▸ PROBLEM DESCRIPTION:
Go through the records and show each line where the word "Geolocation" occurs.

▸ INFORMATION:
--- START ---

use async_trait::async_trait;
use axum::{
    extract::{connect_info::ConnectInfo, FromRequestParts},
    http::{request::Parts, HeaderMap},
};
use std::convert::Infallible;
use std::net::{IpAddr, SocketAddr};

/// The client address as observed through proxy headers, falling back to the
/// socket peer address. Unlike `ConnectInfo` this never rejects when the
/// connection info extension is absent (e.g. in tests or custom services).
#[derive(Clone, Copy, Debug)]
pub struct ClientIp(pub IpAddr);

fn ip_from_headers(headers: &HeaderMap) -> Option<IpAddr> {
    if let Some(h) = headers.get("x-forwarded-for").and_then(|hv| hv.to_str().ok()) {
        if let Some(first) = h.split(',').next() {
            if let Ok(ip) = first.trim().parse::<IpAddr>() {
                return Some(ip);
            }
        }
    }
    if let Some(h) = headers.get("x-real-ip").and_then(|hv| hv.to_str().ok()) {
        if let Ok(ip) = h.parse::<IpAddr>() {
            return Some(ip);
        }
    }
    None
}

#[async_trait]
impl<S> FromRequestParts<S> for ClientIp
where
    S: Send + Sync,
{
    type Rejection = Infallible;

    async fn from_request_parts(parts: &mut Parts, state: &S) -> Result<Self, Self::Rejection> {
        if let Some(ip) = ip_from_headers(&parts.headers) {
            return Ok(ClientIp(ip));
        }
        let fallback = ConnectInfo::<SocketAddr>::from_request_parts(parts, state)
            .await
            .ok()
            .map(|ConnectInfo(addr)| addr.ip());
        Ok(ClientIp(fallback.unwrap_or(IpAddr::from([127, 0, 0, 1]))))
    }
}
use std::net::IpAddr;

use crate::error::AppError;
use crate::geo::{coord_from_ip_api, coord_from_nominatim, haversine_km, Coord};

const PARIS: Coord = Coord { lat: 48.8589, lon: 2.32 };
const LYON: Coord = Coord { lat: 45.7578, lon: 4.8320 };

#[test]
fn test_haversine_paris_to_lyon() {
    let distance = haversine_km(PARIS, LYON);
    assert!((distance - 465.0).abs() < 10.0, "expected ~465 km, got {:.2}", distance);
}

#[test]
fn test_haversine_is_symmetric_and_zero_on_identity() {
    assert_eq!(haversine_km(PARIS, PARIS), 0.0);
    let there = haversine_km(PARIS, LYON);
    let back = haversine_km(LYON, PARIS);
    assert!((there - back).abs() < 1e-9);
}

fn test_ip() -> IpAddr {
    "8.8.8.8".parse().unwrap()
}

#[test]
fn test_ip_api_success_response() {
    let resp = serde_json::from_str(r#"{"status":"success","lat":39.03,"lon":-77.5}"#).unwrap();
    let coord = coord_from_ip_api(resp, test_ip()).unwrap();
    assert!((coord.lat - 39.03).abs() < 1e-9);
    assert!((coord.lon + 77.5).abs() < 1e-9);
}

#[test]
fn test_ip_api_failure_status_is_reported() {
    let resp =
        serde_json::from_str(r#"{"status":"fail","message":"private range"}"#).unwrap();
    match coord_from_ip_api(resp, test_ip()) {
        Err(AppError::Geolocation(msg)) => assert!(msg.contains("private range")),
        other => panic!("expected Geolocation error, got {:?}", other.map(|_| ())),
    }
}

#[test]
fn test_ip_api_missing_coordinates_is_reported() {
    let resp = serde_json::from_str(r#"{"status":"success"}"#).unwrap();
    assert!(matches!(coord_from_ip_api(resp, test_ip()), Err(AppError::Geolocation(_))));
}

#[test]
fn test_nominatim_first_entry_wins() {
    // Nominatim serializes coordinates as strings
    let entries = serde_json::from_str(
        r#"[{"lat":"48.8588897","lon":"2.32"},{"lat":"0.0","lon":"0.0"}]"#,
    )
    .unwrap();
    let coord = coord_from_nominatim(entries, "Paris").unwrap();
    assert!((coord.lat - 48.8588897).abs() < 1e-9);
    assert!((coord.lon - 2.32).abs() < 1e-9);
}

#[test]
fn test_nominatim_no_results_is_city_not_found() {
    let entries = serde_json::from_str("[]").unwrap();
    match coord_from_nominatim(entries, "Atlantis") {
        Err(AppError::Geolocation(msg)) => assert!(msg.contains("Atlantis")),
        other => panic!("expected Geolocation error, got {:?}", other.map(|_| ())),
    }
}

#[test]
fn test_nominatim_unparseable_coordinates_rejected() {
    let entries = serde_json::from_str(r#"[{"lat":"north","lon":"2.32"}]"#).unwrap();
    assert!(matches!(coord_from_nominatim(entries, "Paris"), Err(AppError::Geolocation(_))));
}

--- END ---

▸ SOLUTION FOR THIS EXERCISE:
        Err(AppError::Geolocation(msg)) => assert!(msg.contains("private range")),
        other => panic!("expected Geolocation error, got {:?}", other.map(|_| ())),
    assert!(matches!(coord_from_ip_api(resp, test_ip()), Err(AppError::Geolocation(_))));
        Err(AppError::Geolocation(msg)) => assert!(msg.contains("Atlantis")),
        other => panic!("expected Geolocation error, got {:?}", other.map(|_| ())),
    assert!(matches!(coord_from_nominatim(entries, "Paris"), Err(AppError::Geolocation(_))));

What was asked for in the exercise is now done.